Data items
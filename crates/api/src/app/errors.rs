use axum::extract::rejection::JsonRejection;
use axum::http::StatusCode;
use axum::response::{IntoResponse, Response};
use serde::Serialize;
use thiserror::Error;
use utoipa::ToSchema;

use storeroom_core::{DomainError, Entity};
use storeroom_infra::StoreError;
use storeroom_products::Product;

/// Client-visible failure of an API call.
#[derive(Debug, Error)]
pub enum ApiError {
    #[error("{0}")]
    NotFound(String),

    #[error("{0}")]
    InvalidId(String),

    #[error("{message}")]
    InvalidBody { status: StatusCode, message: String },

    #[error("{0}")]
    Store(String),
}

impl ApiError {
    pub fn status(&self) -> StatusCode {
        match self {
            ApiError::NotFound(_) => StatusCode::NOT_FOUND,
            ApiError::InvalidId(_) => StatusCode::BAD_REQUEST,
            ApiError::InvalidBody { status, .. } => *status,
            ApiError::Store(_) => StatusCode::INTERNAL_SERVER_ERROR,
        }
    }

    pub fn code(&self) -> &'static str {
        match self {
            ApiError::NotFound(_) => "not_found",
            ApiError::InvalidId(_) => "invalid_id",
            ApiError::InvalidBody { .. } => "invalid_body",
            ApiError::Store(_) => "store_error",
        }
    }
}

impl From<DomainError> for ApiError {
    fn from(err: DomainError) -> Self {
        match err {
            DomainError::NotFound => ApiError::NotFound(Product::not_found_message()),
            DomainError::InvalidId(msg) => ApiError::InvalidId(msg),
        }
    }
}

impl From<StoreError> for ApiError {
    fn from(err: StoreError) -> Self {
        match err {
            StoreError::Domain(e) => e.into(),
            StoreError::Backend(msg) => {
                tracing::error!(error = %msg, "product store failed");
                ApiError::Store("storage failure".to_string())
            }
        }
    }
}

impl From<JsonRejection> for ApiError {
    fn from(rej: JsonRejection) -> Self {
        ApiError::InvalidBody {
            status: rej.status(),
            message: rej.body_text(),
        }
    }
}

impl IntoResponse for ApiError {
    fn into_response(self) -> Response {
        json_error(self.status(), self.code(), self.to_string())
    }
}

/// JSON body of every error response.
#[derive(Debug, Serialize, ToSchema)]
pub struct ErrorBody {
    /// Stable machine-readable code, e.g. `not_found`.
    #[schema(example = "not_found")]
    pub error: String,
    #[schema(example = "Product not found")]
    pub message: String,
}

pub fn json_error(status: StatusCode, code: &'static str, message: impl Into<String>) -> Response {
    (
        status,
        axum::Json(ErrorBody {
            error: code.to_string(),
            message: message.into(),
        }),
    )
        .into_response()
}

#[cfg(test)]
mod tests {
    use super::*;

    #[test]
    fn not_found_maps_to_404() {
        let err: ApiError = StoreError::not_found().into();
        assert_eq!(err.status(), StatusCode::NOT_FOUND);
        assert_eq!(err.code(), "not_found");
        assert_eq!(err.to_string(), "Product not found");
    }

    #[test]
    fn backend_failure_hides_detail() {
        let err: ApiError = StoreError::Backend("connection refused".to_string()).into();
        assert_eq!(err.status(), StatusCode::INTERNAL_SERVER_ERROR);
        assert_eq!(err.to_string(), "storage failure");
    }

    #[test]
    fn invalid_id_maps_to_400() {
        let err: ApiError = DomainError::invalid_id("RowId: invalid digit").into();
        assert_eq!(err.status(), StatusCode::BAD_REQUEST);
        assert_eq!(err.code(), "invalid_id");
    }
}
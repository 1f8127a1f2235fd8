//! OpenAPI document and Swagger UI.

use utoipa::OpenApi;
use utoipa_swagger_ui::SwaggerUi;

use storeroom_products::{Product, ProductFields, ProductUpdate};

use crate::app::errors::ErrorBody;
use crate::app::routes::products;

pub const OPENAPI_JSON: &str = "/openapi.json";
pub const DOCS: &str = "/docs";

#[derive(OpenApi)]
#[openapi(
    info(title = "storeroom", description = "Product inventory CRUD service"),
    paths(
        products::create_product,
        products::list_products,
        products::list_products_by_category,
        products::update_product,
        products::delete_product,
    ),
    components(schemas(Product, ProductFields, ProductUpdate, ErrorBody)),
    tags((name = "Products", description = "Product create, list, update and delete"))
)]
pub struct ApiDoc;

/// Swagger UI at `/docs`, backed by the document at `/openapi.json`.
pub fn swagger_ui() -> SwaggerUi {
    SwaggerUi::new(DOCS).url(OPENAPI_JSON, ApiDoc::openapi())
}

#[cfg(test)]
mod tests {
    use super::*;

    #[test]
    fn document_lists_every_product_operation() {
        let doc = ApiDoc::openapi();
        let paths = &doc.paths.paths;

        assert!(paths["/products/"].post.is_some());
        assert!(paths["/products/"].get.is_some());
        assert!(paths["/products/{category}"].get.is_some());
        assert!(paths["/products/{product_id}"].put.is_some());
        assert!(paths["/products/{product_id}"].delete.is_some());
    }

    #[test]
    fn operations_carry_summary_and_tag() {
        let doc = ApiDoc::openapi();
        let create = doc.paths.paths["/products/"].post.as_ref().unwrap();

        assert_eq!(create.summary.as_deref(), Some("Create a product"));
        assert_eq!(create.tags.as_deref(), Some(&["Products".to_string()][..]));
    }
}
use std::collections::BTreeMap;
use std::sync::{RwLock, RwLockReadGuard, RwLockWriteGuard};

use async_trait::async_trait;

use storeroom_products::{NewProduct, Product, ProductFields, ProductId};

use super::{ProductStore, StoreError};

#[derive(Debug)]
struct Rows {
    next_id: i64,
    by_id: BTreeMap<ProductId, Product>,
}

/// In-memory product store for tests/dev.
///
/// Ids start at 1 and are never reused, even after a delete.
#[derive(Debug)]
pub struct InMemoryProductStore {
    inner: RwLock<Rows>,
}

impl InMemoryProductStore {
    pub fn new() -> Self {
        Self {
            inner: RwLock::new(Rows {
                next_id: 1,
                by_id: BTreeMap::new(),
            }),
        }
    }

    fn read(&self) -> Result<RwLockReadGuard<'_, Rows>, StoreError> {
        self.inner
            .read()
            .map_err(|_| StoreError::Backend("in-memory store lock poisoned".to_string()))
    }

    fn write(&self) -> Result<RwLockWriteGuard<'_, Rows>, StoreError> {
        self.inner
            .write()
            .map_err(|_| StoreError::Backend("in-memory store lock poisoned".to_string()))
    }
}

impl Default for InMemoryProductStore {
    fn default() -> Self {
        Self::new()
    }
}

#[async_trait]
impl ProductStore for InMemoryProductStore {
    async fn create(&self, new: NewProduct) -> Result<Product, StoreError> {
        let mut rows = self.write()?;
        let id = ProductId::from_i64(rows.next_id);
        rows.next_id += 1;

        let product = Product::new(id, new);
        rows.by_id.insert(id, product.clone());
        Ok(product)
    }

    async fn list(&self) -> Result<Vec<Product>, StoreError> {
        Ok(self.read()?.by_id.values().cloned().collect())
    }

    async fn list_by_category(&self, category: &str) -> Result<Vec<Product>, StoreError> {
        Ok(self
            .read()?
            .by_id
            .values()
            .filter(|p| p.in_category(category))
            .cloned()
            .collect())
    }

    async fn get(&self, id: ProductId) -> Result<Option<Product>, StoreError> {
        Ok(self.read()?.by_id.get(&id).cloned())
    }

    async fn update(&self, id: ProductId, fields: ProductFields) -> Result<Product, StoreError> {
        let mut rows = self.write()?;
        let product = rows.by_id.get_mut(&id).ok_or_else(StoreError::not_found)?;
        product.overwrite(fields);
        Ok(product.clone())
    }

    async fn delete(&self, id: ProductId) -> Result<(), StoreError> {
        let mut rows = self.write()?;
        rows.by_id
            .remove(&id)
            .map(|_| ())
            .ok_or_else(StoreError::not_found)
    }
}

WHAT THE TASK REQUIRES | Nothing in the data may change. Give it again in full.

EXERCISE ANSWER |
filename crates/api/src/app/errors.rs
use axum::extract::rejection::JsonRejection;
use axum::http::StatusCode;
use axum::response::{IntoResponse, Response};
use serde::Serialize;
use thiserror::Error;
use utoipa::ToSchema;

use storeroom_core::{DomainError, Entity};
use storeroom_infra::StoreError;
use storeroom_products::Product;

/// Client-visible failure of an API call.
#[derive(Debug, Error)]
pub enum ApiError {
    #[error("{0}")]
    NotFound(String),

    #[error("{0}")]
    InvalidId(String),

    #[error("{message}")]
    InvalidBody { status: StatusCode, message: String },

    #[error("{0}")]
    Store(String),
}

impl ApiError {
    pub fn status(&self) -> StatusCode {
        match self {
            ApiError::NotFound(_) => StatusCode::NOT_FOUND,
            ApiError::InvalidId(_) => StatusCode::BAD_REQUEST,
            ApiError::InvalidBody { status, .. } => *status,
            ApiError::Store(_) => StatusCode::INTERNAL_SERVER_ERROR,
        }
    }

    pub fn code(&self) -> &'static str {
        match self {
            ApiError::NotFound(_) => "not_found",
            ApiError::InvalidId(_) => "invalid_id",
            ApiError::InvalidBody { .. } => "invalid_body",
            ApiError::Store(_) => "store_error",
        }
    }
}

impl From<DomainError> for ApiError {
    fn from(err: DomainError) -> Self {
        match err {
            DomainError::NotFound => ApiError::NotFound(Product::not_found_message()),
            DomainError::InvalidId(msg) => ApiError::InvalidId(msg),
        }
    }
}

impl From<StoreError> for ApiError {
    fn from(err: StoreError) -> Self {
        match err {
            StoreError::Domain(e) => e.into(),
            StoreError::Backend(msg) => {
                tracing::error!(error = %msg, "product store failed");
                ApiError::Store("storage failure".to_string())
            }
        }
    }
}

impl From<JsonRejection> for ApiError {
    fn from(rej: JsonRejection) -> Self {
        ApiError::InvalidBody {
            status: rej.status(),
            message: rej.body_text(),
        }
    }
}

impl IntoResponse for ApiError {
    fn into_response(self) -> Response {
        json_error(self.status(), self.code(), self.to_string())
    }
}

/// JSON body of every error response.
#[derive(Debug, Serialize, ToSchema)]
pub struct ErrorBody {
    /// Stable machine-readable code, e.g. `not_found`.
    #[schema(example = "not_found")]
    pub error: String,
    #[schema(example = "Product not found")]
    pub message: String,
}

pub fn json_error(status: StatusCode, code: &'static str, message: impl Into<String>) -> Response {
    (
        status,
        axum::Json(ErrorBody {
            error: code.to_string(),
            message: message.into(),
        }),
    )
        .into_response()
}

#[cfg(test)]
mod tests {
    use super::*;

    #[test]
    fn not_found_maps_to_404() {
        let err: ApiError = StoreError::not_found().into();
        assert_eq!(err.status(), StatusCode::NOT_FOUND);
        assert_eq!(err.code(), "not_found");
        assert_eq!(err.to_string(), "Product not found");
    }

    #[test]
    fn backend_failure_hides_detail() {
        let err: ApiError = StoreError::Backend("connection refused".to_string()).into();
        assert_eq!(err.status(), StatusCode::INTERNAL_SERVER_ERROR);
        assert_eq!(err.to_string(), "storage failure");
    }

    #[test]
    fn invalid_id_maps_to_400() {
        let err: ApiError = DomainError::invalid_id("RowId: invalid digit").into();
        assert_eq!(err.status(), StatusCode::BAD_REQUEST);
        assert_eq!(err.code(), "invalid_id");
    }
}
repository 1f8127a1f2235fd8
//! OpenAPI document and Swagger UI.

use utoipa::OpenApi;
use utoipa_swagger_ui::SwaggerUi;

use storeroom_products::{Product, ProductFields, ProductUpdate};

use crate::app::errors::ErrorBody;
use crate::app::routes::products;

pub const OPENAPI_JSON: &str = "/openapi.json";
pub const DOCS: &str = "/docs";

#[derive(OpenApi)]
#[openapi(
    info(title = "storeroom", description = "Product inventory CRUD service"),
    paths(
        products::create_product,
        products::list_products,
        products::list_products_by_category,
        products::update_product,
        products::delete_product,
    ),
    components(schemas(Product, ProductFields, ProductUpdate, ErrorBody)),
    tags((name = "Products", description = "Product create, list, update and delete"))
)]
pub struct ApiDoc;

/// Swagger UI at `/docs`, backed by the document at `/openapi.json`.
pub fn swagger_ui() -> SwaggerUi {
    SwaggerUi::new(DOCS).url(OPENAPI_JSON, ApiDoc::openapi())
}

#[cfg(test)]
mod tests {
    use super::*;

    #[test]
    fn document_lists_every_product_operation() {
        let doc = ApiDoc::openapi();
        let paths = &doc.paths.paths;

        assert!(paths["/products/"].post.is_some());
        assert!(paths["/products/"].get.is_some());
        assert!(paths["/products/{category}"].get.is_some());
        assert!(paths["/products/{product_id}"].put.is_some());
        assert!(paths["/products/{product_id}"].delete.is_some());
    }

    #[test]
    fn operations_carry_summary_and_tag() {
        let doc = ApiDoc::openapi();
        let create = doc.paths.paths["/products/"].post.as_ref().unwrap();

        assert_eq!(create.summary.as_deref(), Some("Create a product"));
        assert_eq!(create.tags.as_deref(), Some(&["Products".to_string()][..]));
    }
}
use std::collections::BTreeMap;
use std::sync::{RwLock, RwLockReadGuard, RwLockWriteGuard};

use async_trait::async_trait;

use storeroom_products::{NewProduct, Product, ProductFields, ProductId};

use super::{ProductStore, StoreError};

#[derive(Debug)]
struct Rows {
    next_id: i64,
    by_id: BTreeMap<ProductId, Product>,
}

/// In-memory product store for tests/dev.
///
/// Ids start at 1 and are never reused, even after a delete.
#[derive(Debug)]
pub struct InMemoryProductStore {
    inner: RwLock<Rows>,
}

impl InMemoryProductStore {
    pub fn new() -> Self {
        Self {
            inner: RwLock::new(Rows {
                next_id: 1,
                by_id: BTreeMap::new(),
            }),
        }
    }

    fn read(&self) -> Result<RwLockReadGuard<'_, Rows>, StoreError> {
        self.inner
            .read()
            .map_err(|_| StoreError::Backend("in-memory store lock poisoned".to_string()))
    }

    fn write(&self) -> Result<RwLockWriteGuard<'_, Rows>, StoreError> {
        self.inner
            .write()
            .map_err(|_| StoreError::Backend("in-memory store lock poisoned".to_string()))
    }
}

impl Default for InMemoryProductStore {
    fn default() -> Self {
        Self::new()
    }
}

#[async_trait]
impl ProductStore for InMemoryProductStore {
    async fn create(&self, new: NewProduct) -> Result<Product, StoreError> {
        let mut rows = self.write()?;
        let id = ProductId::from_i64(rows.next_id);
        rows.next_id += 1;

        let product = Product::new(id, new);
        rows.by_id.insert(id, product.clone());
        Ok(product)
    }

    async fn list(&self) -> Result<Vec<Product>, StoreError> {
        Ok(self.read()?.by_id.values().cloned().collect())
    }

    async fn list_by_category(&self, category: &str) -> Result<Vec<Product>, StoreError> {
        Ok(self
            .read()?
            .by_id
            .values()
            .filter(|p| p.in_category(category))
            .cloned()
            .collect())
    }

    async fn get(&self, id: ProductId) -> Result<Option<Product>, StoreError> {
        Ok(self.read()?.by_id.get(&id).cloned())
    }

    async fn update(&self, id: ProductId, fields: ProductFields) -> Result<Product, StoreError> {
        let mut rows = self.write()?;
        let product = rows.by_id.get_mut(&id).ok_or_else(StoreError::not_found)?;
        product.overwrite(fields);
        Ok(product.clone())
    }

    async fn delete(&self, id: ProductId) -> Result<(), StoreError> {
        let mut rows = self.write()?;
        rows.by_id
            .remove(&id)
            .map(|_| ())
            .ok_or_else(StoreError::not_found)
    }
}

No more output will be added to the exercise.